Considering all countries and all fish species, the consumers were willing to pay a €0.69 per kg premium for fish species with a sustainability label, as estimated by the ML model. This premium was relatively higher in Italy (an average €1.02/kg premium); French and Spanish consumers had lower estimates (€0.43/kg and €0.59/kg, respectively). Finally, consumers were willing to pay a €0.51 per kg premium for fish with nutrition and health claims. Italian and Spanish consumers reported higher premiums in this case, being willing to pay on average €0.96 and €0.92 premiums per kg, respectively.
The WTP estimates from the FSSE models in the different countries revealed the high heterogeneity of the consumers estimates and across different species (Table A4). Focusing on the sustainability label, the highest premiums taking the countries all together were found for herrings and salmon (€2.93 and €1.95 per kg, respectively), whereas lower WTP values were estimated for trout and pangasius (€1.05 and €0.75 per kg, respectively). Considering individual countries, the premiums for the sustainability labels were more relevant for herrings in the UK and Germany; for seabass in Germany and France; and for seabream in Germany and Italy. Other significant effects of the sustainability label attribute were found in Italy for cod, and in France for salmon.
Overall, the highest premiums for the nutrition and health claim were estimated for salmon (€2.65/kg), seabream (€1.21/kg), seabass (€1.15/kg), and cod (€1.12/kg). Lower premiums were found for trout (€0.95/kg) and pangasius (€0.90/kg). The consumer WTP for nutrition and health claim was more relevant in Spain for several species, including pangasius, salmon and trout. The WTP for labelled salmon was also relevant in Germany and the UK Other effects of the nutrition and health label attribute were found in Italy for seabream, in France for seabass and in Germany for herring.

4. Discussion and Conclusions

In this study, we investigated consumer choices in five European countries for selected fish attributes: Price, production method, presentation, sustainability label, and nutrition and health claims. Using a labelled hypothetical choice experiment, we estimated their WTP for these attributes across different countries and species, considering consumers’ preferences and willingness to pay for single attributes, e.g., production method, may vary across different cultures and fish species.
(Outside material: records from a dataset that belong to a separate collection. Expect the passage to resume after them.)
//! CLI entry point for memochat

use anyhow::{Context, Result};
use clap::{Args, Parser, Subcommand};
use console::style;
use dialoguer::Input;
use memochat_agent::{CancellationToken, ChatError, GenerationParams, ResponseGenerator};
use memochat_core::config::{validate_config, Config, ConfigLoader};
use memochat_core::logging::init_logging;
use memochat_core::session::Session;
use memochat_manager::{run_server, AppState};
use memochat_providers::{GroqClient, LLMProvider, ProviderRegistry};
use std::io::{BufRead, IsTerminal};
use std::path::PathBuf;
use std::sync::Arc;
use tokio::sync::broadcast;
use tracing::{error, info};

#[derive(Parser)]
#[command(name = "memochat")]
#[command(about = "Q&A chatbot that remembers the conversation")]
#[command(version)]
struct Cli {
    #[command(subcommand)]
    command: Commands,

    /// Configuration directory
    #[arg(short, long, global = true)]
    config_dir: Option<PathBuf>,
}

#[derive(Subcommand)]
enum Commands {
    /// Serve the chat page and JSON API
    Serve {
        /// Address to bind
        #[arg(long)]
        host: Option<String>,
        /// Port to listen on
        #[arg(short, long)]
        port: Option<u16>,
    },
    /// Ask a single question
    Ask {
        /// Question to send
        #[arg(short, long)]
        message: String,
        #[command(flatten)]
        sampling: SamplingArgs,
    },
    /// Start an interactive chat in the terminal
    Chat {
        #[command(flatten)]
        sampling: SamplingArgs,
    },
    /// List selectable models
    Models,
    /// Show status information
    Status,
}

#[derive(Args, Debug, Default)]
struct SamplingArgs {
    /// Model id (see `memochat models`)
    #[arg(long)]
    model: Option<String>,
    /// Sampling temperature, 0.0 to 1.0
    #[arg(short, long)]
    temperature: Option<f64>,
    /// Reply length limit, 100 to 500
    #[arg(long)]
    max_tokens: Option<u32>,
}

impl SamplingArgs {
    fn resolve(self, config: &Config) -> GenerationParams {
        GenerationParams::new(
            self.model.unwrap_or_else(|| config.chat.model.clone()),
            self.temperature.unwrap_or(config.chat.temperature),
            self.max_tokens.unwrap_or(config.chat.max_tokens),
        )
    }
}

#[tokio::main]
async fn main() -> Result<()> {
    let cli = Cli::parse();

    let config_loader = if let Some(dir) = cli.config_dir {
        ConfigLoader::with_dir(dir)
    } else {
        ConfigLoader::new()
    };

    // Secrets are checked per command; logging must come up before that.
    let config = config_loader.load_unchecked()?;
    let _log_guard = init_logging(&config.logging);

    match cli.command {
        Commands::Serve { host, port } => {
            info!("Starting page server");
            run_serve(config, host, port).await?;
        }
        Commands::Ask { message, sampling } => {
            run_ask(config, &message, sampling).await?;
        }
        Commands::Chat { sampling } => {
            info!("Starting interactive chat");
            run_chat(config, sampling).await?;
        }
        Commands::Models => run_models(&config),
        Commands::Status => run_status(&config_loader, &config),
    }

    Ok(())
}

fn build_generator(config: &Config) -> Result<ResponseGenerator> {
    let provider: Arc<dyn LLMProvider> = Arc::new(GroqClient::from_config(config)?);
    Ok(ResponseGenerator::from_defaults(provider, &config.chat))
}

async fn run_serve(config: Config, host: Option<String>, port: Option<u16>) -> Result<()> {
    validate_config(&config)?;

    let host = host.unwrap_or_else(|| config.server.host.clone());
    let port = port.unwrap_or(config.server.port);
    let addr = tokio::net::lookup_host((host.as_str(), port))
        .await
        .with_context(|| format!("Cannot resolve {}:{}", host, port))?
        .next()
        .with_context(|| format!("No address for {}:{}", host, port))?;

    let state = AppState::from_config(&config)?;
    let (shutdown_tx, shutdown_rx) = broadcast::channel(1);
    let mut server = tokio::spawn(run_server(state, addr, shutdown_rx));

    println!("{}", style("Starting memochat...").bold().cyan());
    println!("Model: {}", config.chat.model);
    println!(
        "\n{}",
        style(format!("Open http://{}:{}/ . Press Ctrl+C to stop.", host, port)).green()
    );

    tokio::select! {
        result = &mut server => {
            return result?;
        }
        _ = tokio::signal::ctrl_c() => {
            info!("Shutdown requested");
        }
    }

    let _ = shutdown_tx.send(());
    server.await??;
    println!("{}", style("Stopped.").dim());
    Ok(())
}

async fn run_ask(config: Config, message: &str, sampling: SamplingArgs) -> Result<()> {
    validate_config(&config)?;

    let params = sampling.resolve(&config);
    let generator = build_generator(&config)?;
    let mut session = Session::new("cli");

    match generator.generate(&mut session, message, &params).await {
        Ok(reply) => {
            println!("{}", reply);
            Ok(())
        }
        Err(e @ ChatError::EmptyInput) => anyhow::bail!("{}", e),
        Err(e) => {
            error!("Error processing question: {}", e);
            Err(e.into())
        }
    }
}

async fn run_chat(config: Config, sampling: SamplingArgs) -> Result<()> {
    validate_config(&config)?;

    let params = sampling.resolve(&config);
    let generator = build_generator(&config)?;
    let mut session = Session::new("cli");
    let interactive = std::io::stdin().is_terminal();

    println!("{}", style("QnA Chatbot with Memory").bold().cyan());
    println!(
        "Model: {}  Temperature: {:.2}  Max tokens: {}",
        params.model, params.temperature, params.max_tokens
    );
    println!(
        "{}\n",
        style("Go ahead and ask your question. /history shows the conversation, /quit exits.").dim()
    );

    let interrupts = Interrupts::default();
    let _listener = interrupts.listen();

    loop {
        let Some(line) = read_question(interactive).await? else {
            break;
        };

        match line.trim() {
            "/quit" | "/exit" => break,
            "/history" => {
                print_history(&session);
                continue;
            }
            _ => {}
        }

        if !interactive {
            println!("{} {}", style("You:").bold(), line);
        }

        let cancel = interrupts.arm().await;
        let result = generator
            .generate_with_cancel(&mut session, &line, &params, &cancel)
            .await;
        interrupts.disarm().await;

        match result {
            Ok(reply) => println!("{} {}\n", style("Assistant:").bold().green(), reply),
            Err(e @ ChatError::EmptyInput) => println!("{}", style(e).yellow()),
            Err(ChatError::Cancelled) => println!("{}", style("Request cancelled.").dim()),
            Err(e) => {
                error!("Error processing question: {}", e);
                println!("{} {}", style("Error:").red().bold(), e);
            }
        }
    }

    Ok(())
}

/// What a Ctrl-C did
#[derive(Debug, PartialEq)]
enum Interrupt {
    /// A pending call was cancelled; the chat goes on.
    Cancelled,
    /// Nothing was pending; the chat should end.
    Quit,
}

/// Routes Ctrl-C to the pending call, if any.
///
/// Once tokio owns SIGINT the default "terminate" action is gone for the
/// rest of the process, so an idle Ctrl-C has to end the chat explicitly.
#[derive(Clone, Default)]
struct Interrupts {
    pending: Arc<tokio::sync::Mutex<Option<CancellationToken>>>,
}

impl Interrupts {
    /// Token for the call about to start
    async fn arm(&self) -> CancellationToken {
        let token = CancellationToken::new();
        *self.pending.lock().await = Some(token.clone());
        token
    }

    async fn disarm(&self) {
        self.pending.lock().await.take();
    }

    async fn interrupt(&self) -> Interrupt {
        match self.pending.lock().await.take() {
            Some(token) => {
                token.cancel();
                Interrupt::Cancelled
            }
            None => Interrupt::Quit,
        }
    }

    /// Handle Ctrl-C for the rest of the process.
    ///
    /// An idle Ctrl-C exits directly: the blocking stdin read cannot be
    /// interrupted and would keep the runtime from shutting down.
    fn listen(&self) -> tokio::task::JoinHandle<()> {
        let interrupts = self.clone();
        tokio::spawn(async move {
            while tokio::signal::ctrl_c().await.is_ok() {
                if interrupts.interrupt().await == Interrupt::Quit {
                    info!("Interrupted while idle, leaving chat");
                    println!();
                    std::process::exit(130);
                }
            }
        })
    }
}

/// Next line from the user, `None` on end of input
async fn read_question(interactive: bool) -> Result<Option<String>> {
    tokio::task::spawn_blocking(move || -> Result<Option<String>> {
        if interactive {
            // Ctrl-C at the prompt surfaces as an error; treat it as a quit.
            match Input::<String>::new()
                .with_prompt("You")
                .allow_empty(true)
                .interact_text()
            {
                Ok(line) => Ok(Some(line)),
                Err(_) => Ok(None),
            }
        } else {
            let mut line = String::new();
            let read = std::io::stdin().lock().read_line(&mut line)?;
            if read == 0 {
                return Ok(None);
            }
            Ok(Some(line.trim_end_matches(['\r', '\n']).to_string()))
        }
    })
    .await?
}

fn print_history(session: &Session) {
    println!("{}", style("Conversation History").bold());
    if session.is_empty() {
        println!("{}", style("(empty)").dim());
    }
    for turn in session.turns() {
        println!("{}: {}", turn.role.label(), turn.text);
    }
    println!();
}

fn run_models(config: &Config) {
    let registry = ProviderRegistry::new();

    println!("{}", style("Models:").bold());
    for model in registry.models() {
        let marker = if model.id == config.chat.model {
            style(" (default)").green().to_string()
        } else {
            String::new()
        };
        println!("  {}{}", model.id, marker);
    }
}

fn run_status(loader: &ConfigLoader, config: &Config) {
    println!("{}", style("memochat Status").bold().cyan());
    println!("Version: {}\n", env!("CARGO_PKG_VERSION"));

    println!("{}", style("Configuration:").bold());
    println!("  Config directory: {}", loader.config_dir().display());
    println!("  Default model: {}", config.chat.model);
    println!("  Temperature: {:.2}", config.chat.temperature);
    println!("  Max tokens: {}", config.chat.max_tokens);
    println!("  Request timeout: {}s", config.chat.request_timeout_secs);
    let api_base = config
        .provider
        .api_base
        .as_deref()
        .map(|base| base.trim().trim_end_matches('/'))
        .filter(|base| !base.is_empty())
        .map(str::to_string)
        .unwrap_or_else(|| ProviderRegistry::new().spec().default_api_base.clone());
    println!("  API base: {}", api_base);
    println!(
        "  Server: {}:{}",
        config.server.host, config.server.port
    );
    println!("  Log directory: {}", config.logging.dir);
    println!();

    println!("{}", style("Secrets:").bold());
    for (name, value) in [
        ("langchain_api_key", &config.secrets.langchain_api_key),
        ("groq_api_key", &config.secrets.groq_api_key),
    ] {
        let status = if value.trim().is_empty() {
            style("not configured").red()
        } else {
            style("configured").green()
        };
        println!("  {}: {}", name, status);
    }
    println!();

    match validate_config(config) {
        Ok(()) => println!("{}", style("Ready.").green()),
        Err(e) => println!("{} {}", style("Not ready:").red().bold(), e),
    }
}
First, considering the intrinsic value of the fish species, the model results showed that salmon, cod, seabass, and seabream have highly rank-ordered values in the studied markets, whereas herring, pangasius, and trout received lower evaluations. A familiarity with Mediterranean fish species, such as seabass and seabream, may justify the higher estimates in Italy, Spain, and France [41,42], whereas in Germany and the UK cod and salmon were scored relatively higher. Trout carried higher utility in Germany. These results are consistent with actual consumption data: Salmon and cod are among the most consumed species in the surveyed countries; Italy, Greece, Spain, France, and Portugal have the highest seabass and seabream per capita consumption; herring and trout are among the most consumed fish species in Germany [5]. This data triangulation supports our empirical results.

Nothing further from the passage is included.